The Anthem Defendants are insurance companies. (Id. ¶ 5) Until June 3, 2005, Plaintiffs maintained appointments with the Anthem Defendants to sell life and health insurance. (Id. ¶ 21)

Plaintiffs allege that during a meeting in September of 2004, a representative of the Anthem Defendants informed Plaintiffs that the Anthem Defendants had concerns that the Total Benefits Strategy was not in the best interests of the Anthem Defendants or insurance agencies such as Defendants Cornerstone, CAI Insurance Agency, Horan Associates, Inc., USI Midwest, McGohan-Brabender, Inc., Brower Insurance Agency, LLC, Lang Financial Group, Benefit Resources, Inc. and John/Jane Doe 1-100. (Id. ¶ 24) Plaintiffs allege that the Anthem Defendants and these agencies had "an agreement and common understanding in regards to the amount of commissions to be paid in connection with the [sale] of Health Insurance, including but not limited to Group Health Insurance, and the price to be charged to the consumer." (Id.) Plaintiffs allege that the Anthem Defendants and the agencies "believed that the Total Benefits Strategy threatened said fixed prices and commission as it provided a lower cost alternative to the consumer . . ." (Id.) Plaintiffs allege that the Anthem Defendants threatened to terminate Plaintiffs' appointments if Plaintiffs continued to use the Total Benefits Strategy. (Id.) However, Plaintiffs continued to promote the Total Benefits Strategy. (Id.)

Plaintiffs allege that Defendants have taken several actions which make up a continuing agreement, understanding, and concert of action. (Id. ¶ 26) Plaintiffs allege that Defendants and their co-conspirators defamed and libeled Plaintiffs to third parties, such as insurance agencies, agents, businesses and consumers. (Id.) Plaintiffs allege that Defendants and their co-conspirators stated that the Total Benefits Strategy is unethical and illegal even though Defendants and their co-conspirators knew this to be untrue. (Id.) Plaintiffs allege further that Defendants and their co-conspirators have "coerced and threatened certain insurance agents by threatening to `blacklist' them and cancel their contracts to insure that these agents do not do business with Plaintiffs." (Id.) Plaintiffs allege that they have also been coerced and threatened. (Id.) Plaintiffs state that Defendants have "`blacklisted' Plaintiffs within the insurance industry and otherwise organized a boycott of Plaintiffs." (Id.) Finally, Plaintiffs state that Defendants terminated their appointments and threatened to terminate the appointment of any agent who does business with Plaintiffs. (Id.) Plaintiffs allege that as a direct and proximate result of these actions, purchasers of insurance services from Plaintiffs have been deprived of the benefits of free and open competition; Plaintiffs have been restrained in their ability to make these services readily and fully available; and Plaintiffs have been defamed and libeled. (Id. ¶ 28)

This Court previously ruled that the per se rule was applicable to Plaintiffs' antitrust claim under the Sherman Act, and Plaintiffs had adequately plead an antitrust claim under that rule. (Doc. 27) The Court also found that Plaintiffs' antitrust claim was not exempted by the McCarran-Ferguson Act.

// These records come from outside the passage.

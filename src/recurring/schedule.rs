//! Decides whether a recurring rule is due on a given day.

use serde::{Deserialize, Serialize};
use time::Date;

use crate::recurring::models::RecurringRule;

/// How a rule is handled in months that do not have its day, e.g. day 31 in April.
#[derive(Debug, Clone, Copy, Default, PartialEq, Eq, Serialize, Deserialize, clap::ValueEnum)]
#[serde(rename_all = "kebab-case")]
pub enum ShortMonthPolicy {
    /// The rule is not posted in months without its day.
    #[default]
    Skip,
    /// The rule is posted on the last day of months without its day.
    LastDay,
}

/// The day of `today`'s month on which `rule` becomes due.
///
/// Under [ShortMonthPolicy::Skip] this may be past the end of the month, in which case the
/// rule is never due that month.
pub fn due_day(rule: &RecurringRule, today: Date, policy: ShortMonthPolicy) -> u8 {
    let day = rule.day_of_month.get();

    match policy {
        ShortMonthPolicy::Skip => day,
        ShortMonthPolicy::LastDay => day.min(today.month().length(today.year())),
    }
}

/// Whether `rule` was already posted in the calendar month of `today`.
pub fn processed_this_month(rule: &RecurringRule, today: Date) -> bool {
    rule.last_processed.is_some_and(|last_processed| {
        last_processed.year() == today.year() && last_processed.month() == today.month()
    })
}

/// Whether `rule` should be posted on `today`.
///
/// A rule is due once its day of the month has arrived, as long as it is active and has not
/// been posted yet this month.
pub fn is_due(rule: &RecurringRule, today: Date, policy: ShortMonthPolicy) -> bool {
    rule.is_active
        && today.day() >= due_day(rule, today, policy)
        && !processed_this_month(rule, today)
}
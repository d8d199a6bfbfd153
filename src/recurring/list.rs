use axum::{
    extract::{Query, State, rejection::QueryRejection},
    response::{IntoResponse, Response},
};
use serde::Deserialize;

use crate::{
    ApiResponse, Error,
    app_state::lock_connection,
    family::FamilyCode,
    recurring::{
        db::list_active_rules_for_family,
        models::{RecurringRule, RecurringState},
    },
};

/// The query string for listing recurring rules.
#[derive(Debug, Default, Deserialize)]
#[serde(rename_all = "camelCase")]
pub struct ListRulesParams {
    /// The family to list rules for.
    pub family_code: Option<String>,
}

/// A route handler for listing the active recurring rules of a family, newest first.
pub async fn list_rules_endpoint(
    State(state): State<RecurringState>,
    params: Result<Query<ListRulesParams>, QueryRejection>,
) -> Response {
    match list(&state, params) {
        Ok(rules) => ApiResponse::success(rules).into_response(),
        Err(error) => error.into_response(),
    }
}

fn list(
    state: &RecurringState,
    params: Result<Query<ListRulesParams>, QueryRejection>,
) -> Result<Vec<RecurringRule>, Error> {
    let Query(params) = params.map_err(|rejection| Error::InvalidRequest(rejection.body_text()))?;
    let family_code = params
        .family_code
        .ok_or(Error::MissingField("familyCode"))?;
    let family_code = FamilyCode::new(&family_code)?;

    let connection = lock_connection(&state.db_connection)?;
    list_active_rules_for_family(&family_code, &connection)
}

#[cfg(test)]
mod tests {
    use std::sync::{Arc, Mutex};

    use axum::{
        extract::{Query, State},
        http::StatusCode,
    };
    use serde_json::json;

    use crate::{
        category::SpendingCategory,
        family::{FamilyCode, UserName},
        payment_method::PaymentMethod,
        recurring::{
            db::{create_rule, deactivate_rule},
            models::{DayOfMonth, NewRecurringRule, RecurringState},
            schedule::ShortMonthPolicy,
        },
        test_utils::{get_test_connection, response_json},
        transaction::Amount,
    };

    use super::{ListRulesParams, list_rules_endpoint};

    fn get_test_state() -> RecurringState {
        let connection = get_test_connection();
        for (family_code, amount) in [("park77", 10_000), ("park77", 20_000), ("lee88", 30_000)] {
            create_rule(
                NewRecurringRule {
                    amount: Amount::new_unchecked(amount),
                    category: SpendingCategory::HousingInternet,
                    memo: None,
                    user_name: UserName::new_unchecked("민지"),
                    family_code: FamilyCode::new_unchecked(family_code),
                    day_of_month: DayOfMonth::new_unchecked(10),
                    payment_method: PaymentMethod::Card,
                },
                &connection,
            )
            .unwrap();
        }
        deactivate_rule(1, &connection).unwrap();

        RecurringState {
            db_connection: Arc::new(Mutex::new(connection)),
            local_timezone: "Asia/Seoul".to_owned(),
            short_month_policy: ShortMonthPolicy::Skip,
        }
    }

    #[tokio::test]
    async fn lists_active_rules_of_family() {
        let params = ListRulesParams {
            family_code: Some("park77".to_owned()),
        };

        let response = list_rules_endpoint(State(get_test_state()), Ok(Query(params))).await;

        assert_eq!(response.status(), StatusCode::OK);
        let body = response_json(response).await;
        let amounts: Vec<_> = body["data"]
            .as_array()
            .unwrap()
            .iter()
            .map(|rule| rule["amount"].clone())
            .collect();
        assert_eq!(amounts, vec![json!(20_000)]);
    }

    #[tokio::test]
    async fn family_code_is_required() {
        let response = list_rules_endpoint(
            State(get_test_state()),
            Ok(Query(ListRulesParams::default())),
        )
        .await;

        assert_eq!(response.status(), StatusCode::BAD_REQUEST);
    }
}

The Anthem Defendants and Cornerstone seek reconsideration of the Court's ruling regarding the applicability of the per se rule. In their Motions to Dismiss, all of the Defendants argue that Plaintiffs' antitrust claim under the Sherman Act, 15 U.S.C. § 1, should be dismissed because Plaintiffs have not satisfied the pleading requirements for an antitrust claim.

II. ANALYSIS
A. Motion for Reconsideration

Although a motion for reconsideration is not mentioned in the Federal Rules of Civil Procedure, it is often treated as a motion to amend judgment under Rule 59(e). McDowell v. Dynamics Corp. of America, 931 F.2d 380 (6th Cir.1991); Shivers v. Grubbs, 747 F.Supp. 434 (S.D. Ohio 1990). The grant or denial of a Rule 59(e) motion is within the informed discretion of the district court, and is reversible only for abuse. Huff v. Metropolitan Life Insurance Co., 675 F.2d 119, 122 (6th Cir.1982).

There are three grounds for amending a judgment: (1) to accommodate an intervening change in controlling law; (2) to account for new evidence not available at trial; and (3) to correct a clear error of law or to prevent manifest injustice. GenCorp., Inc. v. Am. Int'l Underwriters, 178 F.3d 804, 834 (6th Cir.1999); Berridge v. Heiser, 993 F.Supp. 1136, 1146-47 (S.D.Ohio 1997).

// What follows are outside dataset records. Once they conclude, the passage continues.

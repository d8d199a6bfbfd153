use std::sync::{Arc, Mutex};

use axum::{
    extract::{FromRef, Query, State, rejection::QueryRejection},
    response::{IntoResponse, Response},
};
use rusqlite::Connection;
use serde::Deserialize;

use crate::{
    ApiResponse, AppState, Error,
    app_state::lock_connection,
    database_id::TransactionId,
    transaction::{TransactionKind, delete_transaction},
};

/// The state needed to delete a transaction.
#[derive(Debug, Clone)]
pub struct DeleteTransactionState {
    /// The database connection for managing transactions.
    db_connection: Arc<Mutex<Connection>>,
}

impl FromRef<AppState> for DeleteTransactionState {
    fn from_ref(state: &AppState) -> Self {
        Self {
            db_connection: state.db_connection.clone(),
        }
    }
}

/// The query string for deleting a transaction.
#[derive(Debug, Default, Deserialize)]
pub struct DeleteTransactionParams {
    /// The ID of the transaction to delete.
    pub id: Option<TransactionId>,
}

/// A route handler for deleting spending by `?id=`.
pub async fn delete_spending_endpoint(
    State(state): State<DeleteTransactionState>,
    params: Result<Query<DeleteTransactionParams>, QueryRejection>,
) -> Response {
    respond(delete(TransactionKind::Spending, &state, params))
}

/// A route handler for deleting income by `?id=`.
pub async fn delete_income_endpoint(
    State(state): State<DeleteTransactionState>,
    params: Result<Query<DeleteTransactionParams>, QueryRejection>,
) -> Response {
    respond(delete(TransactionKind::Income, &state, params))
}

fn respond(result: Result<(), Error>) -> Response {
    match result {
        Ok(()) => ApiResponse::ok().into_response(),
        Err(error) => error.into_response(),
    }
}

fn delete(
    kind: TransactionKind,
    state: &DeleteTransactionState,
    params: Result<Query<DeleteTransactionParams>, QueryRejection>,
) -> Result<(), Error> {
    let Query(params) = params.map_err(|rejection| Error::InvalidRequest(rejection.body_text()))?;
    let id = params.id.ok_or(Error::MissingField("id"))?;

    let connection = lock_connection(&state.db_connection)?;
    delete_transaction(kind, id, &connection)
}
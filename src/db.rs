//! Sets up the application's SQLite database.

use rusqlite::Connection;

use crate::{
    Error, family::create_family_tables, recurring::create_recurring_rule_table,
    transaction::create_transaction_tables,
};

/// Create the all of the database tables for the application.
///
/// Safe to call on an existing database, tables that already exist are left alone.
///
/// # Errors
/// Returns an error if a table cannot be created or if there is an SQL error.
pub fn initialize(connection: &Connection) -> Result<(), Error> {
    connection.pragma_update(None, "foreign_keys", "ON")?;

    let transaction = connection.unchecked_transaction()?;

    create_family_tables(&transaction)?;
    create_recurring_rule_table(&transaction)?;
    create_transaction_tables(&transaction)?;

    transaction.commit()?;

    Ok(())
}
//! Implements a struct that holds the state of the REST server.

use std::sync::{Arc, Mutex, MutexGuard};

use rusqlite::Connection;

use crate::{Error, db::initialize, recurring::ShortMonthPolicy, timezone::get_local_offset};

/// The state of the REST server.
#[derive(Debug, Clone)]
pub struct AppState {
    /// The local timezone as a canonical timezone name, e.g. "Asia/Seoul".
    pub local_timezone: String,

    /// How recurring rules due on a day some months lack are handled.
    pub short_month_policy: ShortMonthPolicy,

    /// The database connection
    pub db_connection: Arc<Mutex<Connection>>,
}

impl AppState {
    /// Create a new [AppState] with a SQLite database connection.
    ///
    /// This function will initialize the database by adding the tables for the domain models.
    /// `local_timezone` should be a valid, canonical timezone name, e.g. "Asia/Seoul".
    ///
    /// # Errors
    /// Returns an error if the timezone is unknown or the database cannot be initialized.
    pub fn new(
        db_connection: Connection,
        local_timezone: &str,
        short_month_policy: ShortMonthPolicy,
    ) -> Result<Self, Error> {
        if get_local_offset(local_timezone).is_none() {
            return Err(Error::InvalidTimezoneError(local_timezone.to_owned()));
        }

        initialize(&db_connection)?;

        Ok(Self {
            local_timezone: local_timezone.to_owned(),
            short_month_policy,
            db_connection: Arc::new(Mutex::new(db_connection)),
        })
    }
}

/// Acquire the database lock.
///
/// # Errors
/// Returns [Error::DatabaseLockError] if the lock is poisoned.
pub(crate) fn lock_connection(
    db_connection: &Mutex<Connection>,
) -> Result<MutexGuard<'_, Connection>, Error> {
    db_connection.lock().map_err(|error| {
        tracing::error!("could not acquire database lock: {error}");
        Error::DatabaseLockError
    })
}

B. Motion to Dismiss Standard

A motion to dismiss under Rule 12(b)(6) requires this Court to construe the complaint in the light most favorable to the plaintiff, accept all of the complaint's factual allegations as true, and determine whether the plaintiff undoubtedly can prove no set of facts in support of the claims that would entitle relief. Meador v. Cabinet for Human Resources, 902 F.2d 474, 475 (6th Cir.1990), cert. denied, 498 U.S. 867, 111 S.Ct. 182, 112 L.Ed.2d 145 (1990). "However, while liberal, this standard of review does require more than the bare assertion of legal conclusions." Columbia Natural Res., Inc. v. Tatum, 58 F.3d 1101, 1109 (6th Cir.1995).

C. Sherman Act

Section 1 of the Sherman Act was enacted to prohibit unreasonable restraints of trade. Board of Trade of City of Chicago v. United States, 246 U.S. 231, 238, 38 S.Ct. 242, 62 L.Ed. 683 (1918). This Court must determine whether Plaintiffs' claims should be analyzed under the per se rule or the rule of reason:

courts must distinguish between some types of unlawful anticompetitive restraints that "have such a clear lack of any redeeming virtue that any restraint of that type is conclusively presumed to be unreasonable," and are therefore per se illegal under the antitrust laws, and the far-larger type of restraints that should be analyzed under the "rule of reason approach that permits case-by-case evaluation of their effect on competition."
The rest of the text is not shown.